Leaning forward onto the steering wheel to rest his chin on his folded arms, Harry thought back over everything that had happened since Monday, the murders, the scant evidence. The thought that someone was out there hunting down a group of adults who used to be in a gang at school struck him as beyond bizarre. Something had triggered it, of that he was certainly, and his gut was telling him that once that trigger was found, then the identity of the killer would be revealed. Did it have something to do with that scribbled out incident in the school logbook? If it did, what kind of incident could be so bad as to cause what was happening now? Revenge was one thing, but revenge lasting all the way back to the school playground? That was something Harry had never come across in his life before. But there was a first time for everything, wasn’t there?
A sound trilled into Harry’s thoughts and it took him a second or two to realise it was his phone, which had somehow slipped from his pocket and was in the passenger footwell. He reached over, grabbed it, and answered.
‘Grimm.’
‘It’s DSI Firbank,’ came the reply. ‘This won’t take long because I haven’t got long. Can you talk?’
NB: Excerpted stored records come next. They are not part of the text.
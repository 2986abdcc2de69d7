//! Search and filter predicates.
//!
//! # Invariants
//! - `filtered_view` has no side effects and preserves collection order.
//! - Search is a case-insensitive substring match on title or content.
//! - The recent window is evaluated against the caller-supplied `now`.

use crate::model::note::{Note, NoteFilter};
use chrono::{DateTime, Duration, Utc};
use once_cell::sync::Lazy;
use regex::Regex;

static WHITESPACE_RE: Lazy<Regex> = Lazy::new(|| Regex::new(r"\s+").expect("valid ws regex"));

/// Width of the "recent" window.
pub const RECENT_WINDOW_HOURS: i64 = 24;

/// Returns the notes matching `search_term` and `filter`, in collection order.
pub fn filtered_view<'a>(
    notes: &'a [Note],
    search_term: &str,
    filter: NoteFilter,
    now: DateTime<Utc>,
) -> Vec<&'a Note> {
    let needle = search_term.to_lowercase();
    notes
        .iter()
        .filter(|note| matches_lowered(note, &needle))
        .filter(|note| match filter {
            NoteFilter::All => true,
            NoteFilter::Starred => note.starred,
            NoteFilter::Recent => is_recent(note, now),
        })
        .collect()
}

/// Case-insensitive substring match against title or content.
///
/// An empty term matches every note.
pub fn matches_search(note: &Note, search_term: &str) -> bool {
    matches_lowered(note, &search_term.to_lowercase())
}

fn matches_lowered(note: &Note, needle: &str) -> bool {
    needle.is_empty()
        || note.title.to_lowercase().contains(needle)
        || note.content.to_lowercase().contains(needle)
}

/// Whether `note` was updated strictly within the last 24 hours of `now`.
///
/// Notes stamped in the future (clock skew) count as recent.
pub fn is_recent(note: &Note, now: DateTime<Utc>) -> bool {
    note.updated_at > now - Duration::hours(RECENT_WINDOW_HOURS)
}

/// One-line content preview with whitespace collapsed, capped at `max_chars`.
pub fn preview(content: &str, max_chars: usize) -> String {
    let normalized = WHITESPACE_RE.replace_all(content.trim(), " ");
    let mut text: String = normalized.chars().take(max_chars).collect();
    if normalized.chars().count() > max_chars {
        text.push_str("...");
    }
    text
}

#[cfg(test)]
mod tests {
    use super::{filtered_view, is_recent, matches_search, preview};
    use crate::model::note::{Note, NoteFilter, NoteId};
    use chrono::{DateTime, Duration, TimeZone, Utc};

    fn now() -> DateTime<Utc> {
        Utc.with_ymd_and_hms(2026, 10, 18, 12, 0, 0).unwrap()
    }

    fn note(id: &str, title: &str, content: &str, age: Duration, starred: bool) -> Note {
        let mut note = Note::new(NoteId::from(id), title, content, now() - age).unwrap();
        note.starred = starred;
        note
    }

    #[test]
    fn search_is_case_insensitive_over_title_and_content() {
        let by_title = note("1", "FOOd plan", "", Duration::zero(), false);
        let by_content = note("2", "x", "more Foo here", Duration::zero(), false);
        let neither = note("3", "bar", "baz", Duration::zero(), false);

        assert!(matches_search(&by_title, "foo"));
        assert!(matches_search(&by_content, "fOO"));
        assert!(!matches_search(&neither, "foo"));
        assert!(matches_search(&neither, ""));
    }

    #[test]
    fn recent_window_boundaries() {
        let fresh = note("1", "a", "", Duration::hours(1), false);
        let stale = note("2", "b", "", Duration::hours(25), false);
        let edge = note("3", "c", "", Duration::hours(24), false);

        assert!(is_recent(&fresh, now()));
        assert!(!is_recent(&stale, now()));
        assert!(!is_recent(&edge, now()));
    }

    #[test]
    fn starred_filter_combines_with_search_and_keeps_order() {
        let notes = vec![
            note("1", "foo one", "", Duration::zero(), true),
            note("2", "foo two", "", Duration::zero(), false),
            note("3", "bar", "", Duration::zero(), true),
            note("4", "FOO four", "", Duration::zero(), true),
        ];

        let ids: Vec<&str> = filtered_view(&notes, "foo", NoteFilter::Starred, now())
            .into_iter()
            .map(|note| note.id.as_str())
            .collect();
        assert_eq!(ids, vec!["1", "4"]);
    }

    #[test]
    fn preview_collapses_whitespace_and_truncates() {
        assert_eq!(preview("  a\n\n b\tc ", 10), "a b c");
        assert_eq!(preview("abcdef", 3), "abc...");
    }
}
Harry stared out of the windscreen to where the doctor had walked but there was no sign of him coming out yet. ‘Yes, I can speak. I’m assuming this is about Ben.’
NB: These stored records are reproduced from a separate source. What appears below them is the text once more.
//! Note collection store adapter.
//!
//! # Responsibility
//! - Serialize the collection to one JSON entry in a [`KeyValueStore`].
//! - Recover from absent or malformed entries with an empty collection.
//!
//! # Invariants
//! - The persisted value is a JSON array of notes in collection order.
//! - A collection with duplicate ids is treated as malformed.

use crate::kv::{KeyValueStore, KvError};
use crate::model::note::Note;
use log::{debug, error, info, warn};
use serde_json::error::Category;
use std::collections::HashSet;
use std::error::Error;
use std::fmt::{Display, Formatter};

/// Storage key used when none is configured.
pub const DEFAULT_STORAGE_KEY: &str = "notes";

pub type StoreResult<T> = Result<T, StoreError>;

/// Failure while persisting the collection.
#[derive(Debug)]
pub enum StoreError {
    Serialize(serde_json::Error),
    Kv(KvError),
}

impl Display for StoreError {
    fn fmt(&self, f: &mut Formatter<'_>) -> std::fmt::Result {
        match self {
            Self::Serialize(err) => write!(f, "failed to serialize notes: {err}"),
            Self::Kv(err) => write!(f, "{err}"),
        }
    }
}

impl Error for StoreError {
    fn source(&self) -> Option<&(dyn Error + 'static)> {
        match self {
            Self::Serialize(err) => Some(err),
            Self::Kv(err) => Some(err),
        }
    }
}

impl From<KvError> for StoreError {
    fn from(value: KvError) -> Self {
        Self::Kv(value)
    }
}

impl From<serde_json::Error> for StoreError {
    fn from(value: serde_json::Error) -> Self {
        Self::Serialize(value)
    }
}

/// Whole-collection persistence contract.
pub trait NoteStore {
    /// Reads the persisted collection; returns an empty one on any failure.
    fn load(&self) -> Vec<Note>;
    /// Overwrites the persisted collection.
    fn save(&mut self, notes: &[Note]) -> StoreResult<()>;
}

/// [`NoteStore`] writing one JSON entry into a key-value backend.
pub struct KvNoteStore<K: KeyValueStore> {
    kv: K,
    key: String,
}

impl<K: KeyValueStore> KvNoteStore<K> {
    /// Uses [`DEFAULT_STORAGE_KEY`].
    pub fn new(kv: K) -> Self {
        Self::with_key(kv, DEFAULT_STORAGE_KEY)
    }

    pub fn with_key(kv: K, key: impl Into<String>) -> Self {
        Self {
            kv,
            key: key.into(),
        }
    }

    /// Borrows the backend, mostly for inspection in tests.
    pub fn kv(&self) -> &K {
        &self.kv
    }
}

impl<K: KeyValueStore> NoteStore for KvNoteStore<K> {
    fn load(&self) -> Vec<Note> {
        let raw = match self.kv.get(&self.key) {
            Ok(Some(raw)) => raw,
            Ok(None) => {
                debug!(
                    "event=notes_load module=store status=ok key={} source=absent count=0",
                    self.key
                );
                return Vec::new();
            }
            Err(err) => {
                error!(
                    "event=notes_load module=store status=error key={} error_code=read_failed error={}",
                    self.key, err
                );
                return Vec::new();
            }
        };

        match decode_notes(&raw) {
            Ok(notes) => {
                info!(
                    "event=notes_load module=store status=ok key={} count={}",
                    self.key,
                    notes.len()
                );
                notes
            }
            Err(reason) => {
                warn!(
                    "event=notes_load module=store status=recovered key={} error_code=malformed_entry bytes={} reason={}",
                    self.key,
                    raw.len(),
                    reason
                );
                Vec::new()
            }
        }
    }

    fn save(&mut self, notes: &[Note]) -> StoreResult<()> {
        let payload = serde_json::to_string(notes)?;
        if let Err(err) = self.kv.set(&self.key, &payload) {
            error!(
                "event=notes_save module=store status=error key={} count={} error={}",
                self.key,
                notes.len(),
                err
            );
            return Err(err.into());
        }
        debug!(
            "event=notes_save module=store status=ok key={} count={} bytes={}",
            self.key,
            notes.len(),
            payload.len()
        );
        Ok(())
    }
}

/// Parses a persisted value into a collection.
///
/// Returns a short reason string when the value does not have the expected shape.
/// The reason carries only the error category and position, never stored text.
pub fn decode_notes(raw: &str) -> Result<Vec<Note>, String> {
    let notes: Vec<Note> = serde_json::from_str(raw).map_err(|err| parse_failure_reason(&err))?;
    let mut seen = HashSet::with_capacity(notes.len());
    for note in &notes {
        if !seen.insert(note.id.as_str()) {
            return Err(format!("duplicate note id `{}`", note.id));
        }
    }
    Ok(notes)
}

fn parse_failure_reason(err: &serde_json::Error) -> String {
    let category = match err.classify() {
        Category::Io => "io",
        Category::Syntax => "syntax",
        Category::Data => "shape_mismatch",
        Category::Eof => "unexpected_eof",
    };
    format!("{category} at line {} column {}", err.line(), err.column())
}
‘It is, yes,’ the DSI replied. ‘First, Ben is safe, I want you to know that, and it’s why I’m calling you myself. He is safe, Harry. Is that clear? Do you understand those
words? You need to.’
‘Crystal,’ Harry replied, already wondering why the DSI was laying it on so thick.
‘Good, because it needs to be as what I’m about to tell you is confidential.’
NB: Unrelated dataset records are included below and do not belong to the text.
//! Store adapter between the note collection and key-value persistence.
//!
//! # Responsibility
//! - Load the whole collection once at startup.
//! - Rewrite the whole collection after every mutation.
//!
//! # Invariants
//! - Loading never fails for the caller; unusable data degrades to an empty collection.
//! - Saving never writes partial collections.

pub mod note_store;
Harry didn’t like the sound of that at all. ‘Confidential? But I’m his brother! His only blood relative other than our dad, and that bastard doesn’t count, does he?’
‘Ben has been moved,’ the DSI said, ignoring Harry’s protestations. ‘Based on the information you gave me, a threat was identified. Because of this, and also because of who you are and what your father is known to be involved with, Ben has now been taken to an undisclosed location.’
‘What the hell does that mean?’
‘It means, Grimm, that you are not to know where your brother is, for now, anyway. It’s too dangerous, for him, for you.’
‘What?’ Harry couldn’t believe what he was hearing. How the hell was he supposed to be a big brother, to look after his little brother, if he didn’t even know where Ben was? It made no sense! ‘You can’t do that!’ he shouted. ‘I need to know. I have to!’
‘It’s not actually my decision,’ the DSI said. ‘Ben doesn’t even know where he is. And, not only that, we’ve given him a new identity. Nothing too difficult to remember, so he should be fine. But right now, where he is, his identity, everything, is classified.’
Harry laughed, the sound cold and hard. ‘Classified? This is starting to sound a little James Bond if you ask me. What the hell’s going on? What aren’t you telling me?’
‘I’m not telling you what I can’t tell you, Grimm,’ the DSI said. ‘Ben is safe. And right now, that should be your only consideration. Now, if you’ll excuse me, I have other things to be getting on with, as I’m sure you do, too.’
‘He’s my brother!’ Harry yelled. ‘You don’t get to keep anything to do with him a secret from me! You can’t!’
‘I can, Harry,’ the DSI said. ‘I’m sorry, but I can, and I have to. Goodbye.’
The line went dead.
Harry threw his phone down hard hoping that it would smash into a thousand pieces. It didn’t. Instead, it sort of just landed with a dull metallic thump and then started playing some annoying music. And, as he went to reach down to pick it up, movement caught Harry’s eye. Sitting back up, Harry found himself staring at the shambling figure of the doctor, stumbling towards him, blood streaming down his face and soaking into his jacket.